* **TASK STATEMENT**
List all lines of the data containing the word "crates".

* **RECORDS TO USE**
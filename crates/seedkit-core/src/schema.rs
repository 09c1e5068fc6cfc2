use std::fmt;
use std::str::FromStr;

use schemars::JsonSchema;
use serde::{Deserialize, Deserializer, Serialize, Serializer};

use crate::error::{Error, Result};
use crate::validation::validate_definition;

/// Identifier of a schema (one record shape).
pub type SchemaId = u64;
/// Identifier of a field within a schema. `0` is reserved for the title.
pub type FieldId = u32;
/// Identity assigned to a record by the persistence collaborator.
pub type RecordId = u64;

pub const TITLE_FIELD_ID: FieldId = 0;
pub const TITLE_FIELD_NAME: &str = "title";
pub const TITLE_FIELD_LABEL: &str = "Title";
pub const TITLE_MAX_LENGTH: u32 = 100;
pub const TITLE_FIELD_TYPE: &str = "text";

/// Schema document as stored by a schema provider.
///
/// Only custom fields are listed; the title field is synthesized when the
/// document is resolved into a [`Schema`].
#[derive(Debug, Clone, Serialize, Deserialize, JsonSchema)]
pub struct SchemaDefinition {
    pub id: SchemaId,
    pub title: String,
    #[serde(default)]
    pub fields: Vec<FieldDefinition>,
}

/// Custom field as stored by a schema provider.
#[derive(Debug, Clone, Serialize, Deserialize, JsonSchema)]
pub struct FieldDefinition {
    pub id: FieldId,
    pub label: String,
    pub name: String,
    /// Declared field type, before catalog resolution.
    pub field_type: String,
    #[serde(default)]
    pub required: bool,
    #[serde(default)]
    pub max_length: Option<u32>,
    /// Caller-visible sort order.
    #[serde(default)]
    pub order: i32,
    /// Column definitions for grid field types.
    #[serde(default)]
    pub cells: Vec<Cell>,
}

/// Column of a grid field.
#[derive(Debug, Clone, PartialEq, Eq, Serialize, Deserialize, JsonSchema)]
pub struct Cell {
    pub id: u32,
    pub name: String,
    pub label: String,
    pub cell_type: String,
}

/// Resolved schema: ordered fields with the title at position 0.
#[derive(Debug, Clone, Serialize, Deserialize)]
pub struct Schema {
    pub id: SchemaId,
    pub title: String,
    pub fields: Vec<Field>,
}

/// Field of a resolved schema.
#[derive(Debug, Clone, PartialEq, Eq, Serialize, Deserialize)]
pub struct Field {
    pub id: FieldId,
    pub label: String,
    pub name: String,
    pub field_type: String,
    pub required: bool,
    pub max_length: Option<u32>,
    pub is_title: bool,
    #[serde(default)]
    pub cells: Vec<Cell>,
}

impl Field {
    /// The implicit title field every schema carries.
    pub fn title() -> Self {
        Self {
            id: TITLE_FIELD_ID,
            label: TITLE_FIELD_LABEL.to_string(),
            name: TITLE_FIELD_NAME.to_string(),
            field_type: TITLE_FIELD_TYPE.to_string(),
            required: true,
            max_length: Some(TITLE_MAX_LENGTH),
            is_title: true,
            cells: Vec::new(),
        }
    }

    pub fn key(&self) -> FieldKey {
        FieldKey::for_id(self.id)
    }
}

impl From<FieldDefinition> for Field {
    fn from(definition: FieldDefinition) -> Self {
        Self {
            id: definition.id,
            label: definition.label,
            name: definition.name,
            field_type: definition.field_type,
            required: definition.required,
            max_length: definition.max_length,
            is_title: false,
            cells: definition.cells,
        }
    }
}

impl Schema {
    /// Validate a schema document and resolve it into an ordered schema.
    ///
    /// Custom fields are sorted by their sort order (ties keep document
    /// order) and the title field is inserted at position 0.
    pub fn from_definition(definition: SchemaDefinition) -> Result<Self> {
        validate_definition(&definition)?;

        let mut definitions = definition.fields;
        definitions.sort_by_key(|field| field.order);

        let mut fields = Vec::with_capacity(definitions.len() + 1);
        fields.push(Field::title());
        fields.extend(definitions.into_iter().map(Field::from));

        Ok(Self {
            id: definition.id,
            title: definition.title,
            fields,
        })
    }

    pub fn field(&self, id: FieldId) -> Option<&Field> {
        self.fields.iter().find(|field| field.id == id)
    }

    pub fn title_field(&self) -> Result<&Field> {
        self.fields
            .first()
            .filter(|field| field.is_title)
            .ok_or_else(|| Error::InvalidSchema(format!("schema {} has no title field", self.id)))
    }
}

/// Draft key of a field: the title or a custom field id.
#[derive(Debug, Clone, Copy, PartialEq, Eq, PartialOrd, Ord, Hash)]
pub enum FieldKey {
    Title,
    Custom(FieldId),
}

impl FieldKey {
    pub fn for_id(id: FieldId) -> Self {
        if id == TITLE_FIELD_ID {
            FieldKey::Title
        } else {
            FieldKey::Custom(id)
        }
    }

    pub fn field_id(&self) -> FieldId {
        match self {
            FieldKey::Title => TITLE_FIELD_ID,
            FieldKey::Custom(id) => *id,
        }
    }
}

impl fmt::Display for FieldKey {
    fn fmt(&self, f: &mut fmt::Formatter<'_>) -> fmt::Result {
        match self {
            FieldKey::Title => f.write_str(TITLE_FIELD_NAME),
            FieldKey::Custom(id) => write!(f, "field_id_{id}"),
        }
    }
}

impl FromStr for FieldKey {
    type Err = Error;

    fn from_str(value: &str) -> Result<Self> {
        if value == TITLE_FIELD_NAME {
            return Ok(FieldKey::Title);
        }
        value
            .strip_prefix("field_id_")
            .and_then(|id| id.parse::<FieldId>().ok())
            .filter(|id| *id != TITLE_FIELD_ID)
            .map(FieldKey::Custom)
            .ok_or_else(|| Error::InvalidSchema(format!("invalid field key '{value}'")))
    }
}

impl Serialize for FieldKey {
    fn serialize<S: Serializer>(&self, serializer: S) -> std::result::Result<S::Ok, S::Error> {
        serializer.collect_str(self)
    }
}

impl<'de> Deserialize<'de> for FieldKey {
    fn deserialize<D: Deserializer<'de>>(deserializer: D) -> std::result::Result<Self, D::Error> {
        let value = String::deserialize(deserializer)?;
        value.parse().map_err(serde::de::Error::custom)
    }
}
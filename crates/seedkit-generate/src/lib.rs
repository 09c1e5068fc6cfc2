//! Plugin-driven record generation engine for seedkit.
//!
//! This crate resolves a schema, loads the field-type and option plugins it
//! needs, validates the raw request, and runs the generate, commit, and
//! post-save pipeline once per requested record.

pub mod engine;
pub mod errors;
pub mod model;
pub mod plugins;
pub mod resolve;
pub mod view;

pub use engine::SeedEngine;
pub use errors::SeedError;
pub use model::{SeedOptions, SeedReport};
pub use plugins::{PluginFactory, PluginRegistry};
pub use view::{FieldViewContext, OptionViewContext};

==

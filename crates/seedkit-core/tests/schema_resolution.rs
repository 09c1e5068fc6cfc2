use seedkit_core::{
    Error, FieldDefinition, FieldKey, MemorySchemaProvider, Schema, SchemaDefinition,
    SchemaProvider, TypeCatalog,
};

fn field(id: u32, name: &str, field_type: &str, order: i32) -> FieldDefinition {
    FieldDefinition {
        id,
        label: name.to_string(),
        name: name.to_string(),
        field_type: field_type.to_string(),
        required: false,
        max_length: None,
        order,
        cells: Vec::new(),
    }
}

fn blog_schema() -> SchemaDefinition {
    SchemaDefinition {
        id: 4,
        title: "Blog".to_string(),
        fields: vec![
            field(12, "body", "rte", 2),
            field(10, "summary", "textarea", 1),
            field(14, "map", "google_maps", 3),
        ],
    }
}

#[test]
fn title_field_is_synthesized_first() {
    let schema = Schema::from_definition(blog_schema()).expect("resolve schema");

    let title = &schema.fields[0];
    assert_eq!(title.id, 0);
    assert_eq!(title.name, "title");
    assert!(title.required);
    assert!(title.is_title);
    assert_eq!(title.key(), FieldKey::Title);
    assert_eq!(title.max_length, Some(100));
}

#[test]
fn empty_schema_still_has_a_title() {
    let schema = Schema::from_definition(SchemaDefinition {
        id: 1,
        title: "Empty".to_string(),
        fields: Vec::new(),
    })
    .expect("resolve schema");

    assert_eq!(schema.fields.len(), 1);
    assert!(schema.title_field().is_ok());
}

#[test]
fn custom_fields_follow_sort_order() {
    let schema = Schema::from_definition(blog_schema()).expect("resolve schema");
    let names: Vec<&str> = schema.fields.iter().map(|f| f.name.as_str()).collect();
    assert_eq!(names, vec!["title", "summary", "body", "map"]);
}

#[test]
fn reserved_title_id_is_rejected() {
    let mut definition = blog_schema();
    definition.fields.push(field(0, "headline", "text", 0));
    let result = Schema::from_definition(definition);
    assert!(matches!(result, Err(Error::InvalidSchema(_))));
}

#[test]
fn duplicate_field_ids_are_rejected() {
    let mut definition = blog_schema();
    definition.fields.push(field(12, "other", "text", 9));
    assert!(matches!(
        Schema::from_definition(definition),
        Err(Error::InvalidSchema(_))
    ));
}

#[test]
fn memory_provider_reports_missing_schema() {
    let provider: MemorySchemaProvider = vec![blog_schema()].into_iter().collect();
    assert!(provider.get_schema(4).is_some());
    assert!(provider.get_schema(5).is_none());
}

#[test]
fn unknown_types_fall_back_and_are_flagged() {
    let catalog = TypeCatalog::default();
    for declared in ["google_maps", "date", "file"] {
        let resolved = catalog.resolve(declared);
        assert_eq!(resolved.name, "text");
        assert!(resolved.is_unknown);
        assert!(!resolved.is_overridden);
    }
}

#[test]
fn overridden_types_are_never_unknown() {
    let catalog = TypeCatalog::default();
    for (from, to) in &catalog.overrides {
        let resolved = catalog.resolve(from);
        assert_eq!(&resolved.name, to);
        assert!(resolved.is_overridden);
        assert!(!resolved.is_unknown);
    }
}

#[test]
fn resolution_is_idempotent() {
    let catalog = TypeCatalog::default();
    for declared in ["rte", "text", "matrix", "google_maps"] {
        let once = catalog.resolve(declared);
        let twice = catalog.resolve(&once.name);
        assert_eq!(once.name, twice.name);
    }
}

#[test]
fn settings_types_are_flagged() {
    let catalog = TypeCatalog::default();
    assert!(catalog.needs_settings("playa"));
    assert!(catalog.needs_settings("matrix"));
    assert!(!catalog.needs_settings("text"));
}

* **PROBLEM SOLUTION**
filename crates/seedkit-core/src/schema.rs
filename crates/seedkit-generate/src/lib.rs
filename crates/seedkit-core/tests/schema_resolution.rs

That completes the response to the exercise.